Como país no aceptamos que la desdicha del pasado debiera ser nuestro destino futuro, porque éste sólo dependía de nosotros mismos. No nos cebamos en las derrotas sufridas, sino en la memoria de la tenaz recuperación, de la reconstrucción colectiva, de la voluntad de un nuevo renacimiento como pueblo, modernizador e inclusivo para todos los orígenes, con voluntad de superar obstáculos y rehacernos de adversidades. No nos resignamos, ni damos por vencidos, sino decidimos ser protagonistas de nuestro mañana y no víctimas pasivas del futuro sin horizonte hacia donde otros, por dejadez irresponsable, interés obsceno o simple ineptitud política, nos han querido empujar.
La Mancomunitat se esforzó por hacer del país una «tierra estructurada”, un país urbanizado y electrificado, con carreteras y ferrocarriles, teléfonos y bibliotecas, potenciando las enseñanzas técnicas, el acceso de la cultura y la sociedad catalanas a la modernidad y las conectó a las vanguardias de la época. La Generalitat republicana reforzó el sistema educativo y adoptó medidas sociales de las más avanzadas del continente. Y, en pleno franquismo, lideramos la pasión por la libertad, el compromiso con la industria y la identificación con la Europa de la democracia, la cultura y el progreso.

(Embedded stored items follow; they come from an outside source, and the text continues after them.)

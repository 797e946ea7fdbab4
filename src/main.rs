use clap::Parser;
use colored::*;
use eyre::{Context, Result};
use futures::StreamExt;
use log::info;
use std::fs;
use std::io::Write;
use std::path::PathBuf;
use std::sync::Arc;

use namesmith::compliance::ComplianceChecker;
use namesmith::config::Config;
use namesmith::domain::{Candidate, CandidateStatus, GenerationReport, GenerationRequest};
use namesmith::llm::OpenAiCompatibleClient;
use namesmith::lookup::build_lookup_url;
use namesmith::runner::{GenerationLoop, StreamRelay};

mod cli;

use cli::Cli;
use cli::commands::Commands;

fn setup_logging() -> Result<()> {
    // Create log directory
    let log_dir = dirs::data_local_dir()
        .unwrap_or_else(|| PathBuf::from("."))
        .join("namesmith")
        .join("logs");

    fs::create_dir_all(&log_dir).context("Failed to create log directory")?;

    let log_file = log_dir.join("namesmith.log");

    // Setup env_logger with file output
    let target = Box::new(
        fs::OpenOptions::new()
            .create(true)
            .append(true)
            .open(&log_file)
            .context("Failed to open log file")?,
    );

    env_logger::Builder::from_default_env()
        .target(env_logger::Target::Pipe(target))
        .init();

    info!("Logging initialized, writing to: {}", log_file.display());
    Ok(())
}

async fn run_application(cli: &Cli, config: &Config) -> Result<()> {
    info!("Starting application");

    if cli.is_verbose() {
        println!("{}", "Verbose mode enabled".yellow());
    }

    match &cli.command {
        Commands::Generate {
            industry,
            keywords,
            json,
        } => {
            let request = GenerationRequest::new(industry, keywords);
            handle_generate_command(request, *json, cli.is_verbose(), config).await
        }
        Commands::Stream { industry, keywords } => {
            handle_stream_command(GenerationRequest::new(industry, keywords), config).await
        }
        Commands::Check { names } => handle_check_command(names, config),
        Commands::Lookup { name } => handle_lookup_command(name),
    }
}

fn checker_for(config: &Config) -> ComplianceChecker {
    ComplianceChecker::with_forbidden_token(config.compliance.forbidden_token.clone())
}

fn status_label(status: CandidateStatus) -> ColoredString {
    match status {
        CandidateStatus::Pass => "PASS".green(),
        CandidateStatus::Fail => "FAIL".red(),
        CandidateStatus::Unknown => "----".dimmed(),
    }
}

async fn handle_generate_command(request: GenerationRequest, json: bool, verbose: bool, config: &Config) -> Result<()> {
    info!("Generating names for {:?}", request);
    let client = OpenAiCompatibleClient::new(config.llm.clone()).context("Failed to create model client")?;
    let runner = GenerationLoop::with_checker(Arc::new(client), checker_for(config));

    let state = match runner.run(request).await {
        Ok(state) => state,
        Err(e) => {
            if e.is_upstream() {
                eprintln!(
                    "{} check llm.base_url and the {} environment variable",
                    "Model service unavailable:".red(),
                    config.llm.api_key_env
                );
            }
            return Err(e).context("Generation failed");
        }
    };
    let report = GenerationReport::from_state(&state).context("Failed to build report")?;

    if json {
        println!("{}", serde_json::to_string_pretty(&report)?);
        return Ok(());
    }

    if report.is_empty() {
        println!("{}", "The model returned no usable names".yellow());
    }
    for candidate in &report.candidates {
        println!("{} {}", status_label(candidate.status), candidate.name.bold());
        if !candidate.reason.is_empty() {
            println!("     {}", candidate.reason);
        }
        if verbose {
            println!("     {}", candidate.query_url.dimmed());
        }
    }
    if !report.error_msg.is_empty() {
        println!("{}", report.error_msg.red());
    }
    println!("{} {}", "Rounds:".cyan(), report.retry_count);
    Ok(())
}

async fn handle_stream_command(request: GenerationRequest, config: &Config) -> Result<()> {
    info!("Streaming names for {:?}", request);
    let client = OpenAiCompatibleClient::new(config.llm.clone()).context("Failed to create model client")?;
    let relay = StreamRelay::with_checker(Arc::new(client), checker_for(config));

    let mut events = relay.stream(request);
    let mut stdout = std::io::stdout();
    while let Some(event) = events.next().await {
        let frame = event.to_frame().context("Failed to encode event")?;
        stdout.write_all(frame.as_bytes())?;
        stdout.flush()?;
    }
    Ok(())
}

fn handle_check_command(names: &[String], config: &Config) -> Result<()> {
    info!("Checking {} name(s)", names.len());
    let mut candidates: Vec<Candidate> = names.iter().map(|name| Candidate::new(name.as_str(), "")).collect();
    let error_message = checker_for(config).check(&mut candidates);

    for candidate in &candidates {
        println!("{} {}", status_label(candidate.status), candidate.name);
    }
    if !error_message.is_empty() {
        println!("{}", error_message.red());
    }
    Ok(())
}

fn handle_lookup_command(name: &str) -> Result<()> {
    info!("Building lookup URL for: {}", name);
    println!("{}", build_lookup_url(name)?);
    Ok(())
}

#[tokio::main]
async fn main() -> Result<()> {
    // Setup logging first
    setup_logging().context("Failed to setup logging")?;

    // Parse CLI arguments
    let cli = Cli::parse();

    // Load configuration
    let config = Config::load(cli.config.as_ref()).context("Failed to load configuration")?;

    info!("Starting with config from: {:?}", cli.config);

    // Run the main application logic
    run_application(&cli, &config).await.context("Application failed")?;

    Ok(())
}
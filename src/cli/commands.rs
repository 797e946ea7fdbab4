//! CLI command definitions using clap.
//!
//! Defines the main CLI structure and subcommands:
//! - generate: run the retrying generation loop
//! - stream: relay one attempt as `data:` frames
//! - check: screen names given on the command line
//! - lookup: print the trademark search URL for a name

use clap::{Parser, Subcommand};
use std::path::PathBuf;

/// Namesmith - LLM-assisted trademark name generator
#[derive(Parser, Debug)]
#[command(name = "namesmith")]
#[command(author, version, about, long_about = None)]
pub struct Cli {
    /// Optional config file path
    #[arg(short, long, global = true)]
    pub config: Option<PathBuf>,

    /// Verbose output
    #[arg(short, long, global = true)]
    pub verbose: bool,

    /// Subcommand to execute
    #[command(subcommand)]
    pub command: Commands,
}

impl Cli {
    /// Check if verbose mode is enabled
    pub fn is_verbose(&self) -> bool {
        self.verbose
    }
}

/// Main subcommands
#[derive(Subcommand, Debug)]
pub enum Commands {
    /// Generate names, regenerating until one passes screening
    Generate {
        /// Industry the brand operates in
        #[arg(short, long)]
        industry: String,

        /// Core keywords the name should reflect
        #[arg(short, long)]
        keywords: String,

        /// Print the report as JSON
        #[arg(long)]
        json: bool,
    },

    /// Stream one generation attempt as server-sent event frames
    Stream {
        /// Industry the brand operates in
        #[arg(short, long)]
        industry: String,

        /// Core keywords the name should reflect
        #[arg(short, long)]
        keywords: String,
    },

    /// Screen names against the compliance rule
    Check {
        /// Names to screen
        #[arg(required = true)]
        names: Vec<String>,
    },

    /// Print the trademark search URL for a name
    Lookup {
        /// Name to look up
        name: String,
    },
}
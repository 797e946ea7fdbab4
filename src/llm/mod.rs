//! LLM Client Layer - model service boundary and OpenAI-compatible streaming
//!
//! This module provides:
//! - ModelService trait for the text-completion boundary
//! - Fragment types for incremental output
//! - OpenAiCompatibleClient implementation
//! - Chat-completion chunk parsing
//! - ScriptedModelService for tests

pub mod client;
pub mod openai;
pub mod streaming;

pub use client::{
    Fragment, FragmentKind, FragmentStream, ModelService, ScriptedModelService, ScriptedStep, collect_answer,
};
pub use openai::OpenAiCompatibleClient;
pub use streaming::{DONE_MARKER, StreamParser};
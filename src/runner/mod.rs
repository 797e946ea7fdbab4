//! Runner module - drives the model, extractor and checker.
//!
//! This module provides:
//! - GenerationLoop: retries whole rounds until a name passes or the ceiling is hit
//! - LoopPhase: the loop's explicit state machine
//! - StreamRelay: a single attempt that forwards model output as it arrives

mod generation_loop;
mod stream_relay;

pub use generation_loop::{GenerationLoop, LoopPhase};
pub use stream_relay::{EventStream, StreamRelay};
//! Domain types for Namesmith
//!
//! This module contains the core domain types:
//! - GenerationRequest / Candidate: what is asked for and what comes back
//! - LoopState: the state one generation run owns
//! - GenerationReport / ReportedCandidate: caller-facing results with lookup URLs
//! - StreamEvent: what the stream relay emits

pub mod candidate;
pub mod event;
pub mod loop_state;
pub mod report;

pub use candidate::{Candidate, CandidateStatus, GenerationRequest};
pub use event::StreamEvent;
pub use loop_state::{LoopState, MAX_ROUNDS};
pub use report::{GenerationReport, ReportedCandidate, annotate};
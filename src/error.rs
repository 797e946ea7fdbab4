//! Error types for Namesmith
//!
//! Centralized error handling using thiserror. Malformed model output and
//! failed compliance checks are not errors; they are recovered or reported
//! as data.

use thiserror::Error;

/// All error types that can occur in Namesmith
#[derive(Debug, Error)]
pub enum NamesmithError {
    /// Model service failure (transport, protocol, or scripted failure)
    #[error("LLM error: {0}")]
    Llm(String),

    /// Model endpoint answered with a non-success status
    #[error("API error {status}: {message}")]
    Api { status: u16, message: String },

    /// Fragment stream closed before the model signalled completion
    #[error("Stream interrupted: {0}")]
    StreamInterrupted(String),

    /// API key environment variable not set
    #[error("Missing API key: environment variable {env_var} not set")]
    MissingApiKey { env_var: String },

    /// Prompt template could not be rendered
    #[error("Prompt error: {0}")]
    Prompt(String),

    /// Candidate status string outside pass/fail/unknown
    #[error("Invalid candidate status: {0}")]
    InvalidStatus(String),

    /// Configuration could not be loaded or is inconsistent
    #[error("Config error: {0}")]
    Config(String),

    /// IO error
    #[error("IO error: {0}")]
    Io(#[from] std::io::Error),

    /// JSON serialization/deserialization error
    #[error("JSON error: {0}")]
    Json(#[from] serde_json::Error),
}

impl NamesmithError {
    /// Whether this error came from the model service boundary
    pub fn is_upstream(&self) -> bool {
        matches!(
            self,
            NamesmithError::Llm(_)
                | NamesmithError::Api { .. }
                | NamesmithError::StreamInterrupted(_)
                | NamesmithError::MissingApiKey { .. }
        )
    }
}

/// Result type alias for Namesmith operations
pub type Result<T> = std::result::Result<T, NamesmithError>;

#[cfg(test)]
mod tests {
    use super::*;

    #[test]
    fn test_llm_error() {
        let err = NamesmithError::Llm("connection refused".to_string());
        assert_eq!(err.to_string(), "LLM error: connection refused");
        assert!(err.is_upstream());
    }

    #[test]
    fn test_api_error() {
        let err = NamesmithError::Api {
            status: 401,
            message: "invalid token".to_string(),
        };
        assert_eq!(err.to_string(), "API error 401: invalid token");
        assert!(err.is_upstream());
    }

    #[test]
    fn test_missing_api_key_error() {
        let err = NamesmithError::MissingApiKey {
            env_var: "OPENAI_API_KEY".to_string(),
        };
        assert_eq!(
            err.to_string(),
            "Missing API key: environment variable OPENAI_API_KEY not set"
        );
    }

    #[test]
    fn test_invalid_status_is_not_upstream() {
        let err = NamesmithError::InvalidStatus("maybe".to_string());
        assert_eq!(err.to_string(), "Invalid candidate status: maybe");
        assert!(!err.is_upstream());
    }

    #[test]
    fn test_io_error_conversion() {
        let io_err = std::io::Error::new(std::io::ErrorKind::NotFound, "file not found");
        let err: NamesmithError = io_err.into();
        assert!(matches!(err, NamesmithError::Io(_)));
        assert!(err.to_string().contains("file not found"));
    }

    #[test]
    fn test_json_error_conversion() {
        let json_err = serde_json::from_str::<serde_json::Value>("invalid").unwrap_err();
        let err: NamesmithError = json_err.into();
        assert!(matches!(err, NamesmithError::Json(_)));
    }
}
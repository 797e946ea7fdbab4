//! Namesmith - LLM-assisted trademark name generation
//!
//! Asks a language model for candidate brand names, screens each against a
//! forbidden-token rule, and regenerates whole rounds until one passes or the
//! round ceiling is hit. A streaming variant relays the model's live output
//! and ends with the screened candidates of a single attempt.

pub mod compliance;
pub mod config;
pub mod domain;
pub mod error;
pub mod extract;
pub mod llm;
pub mod lookup;
pub mod prompt;
pub mod runner;

pub use error::{NamesmithError, Result};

Joan Fuster decía que «Catalunya, los Països Catalans, somos una aglomeración sucesiva de gente que, finalmente, hemos decidido ser catalanes». Gente venida de todos los continentes, a los que debemos dar la oportunidad de incorporarse plenamente a una sociedad concreta, autocentrada, abierta, dinámica, inclusiva, orientada al futuro y ligada estrechamente a las libertades. Más allá de la diversidad de orígenes tenemos la posibilidad de construir y compartir el futuro que queramos. Felizmente, no somos una raza, sino una cultura con un vehículo claro: la lengua. Y una lengua puede aprenderse. Y los valores de siempre, también patrimonio a disposición de los nuevos conciudadanos, pueden verse enriquecidos y reforzados por los que acompañen a los nuevos compatriotas y que, sumados a los que ya teníamos, nos hagan sentir orgullosos de nuestro país, serenamente, sin ninguna tentación de superioridad colectiva sobre otros pueblos, pero sí con toda la firmeza nacional. Un pueblo capaz de la hazaña del 1 y el 3 de octubre se hace merecedor por completo de respeto y autoestima.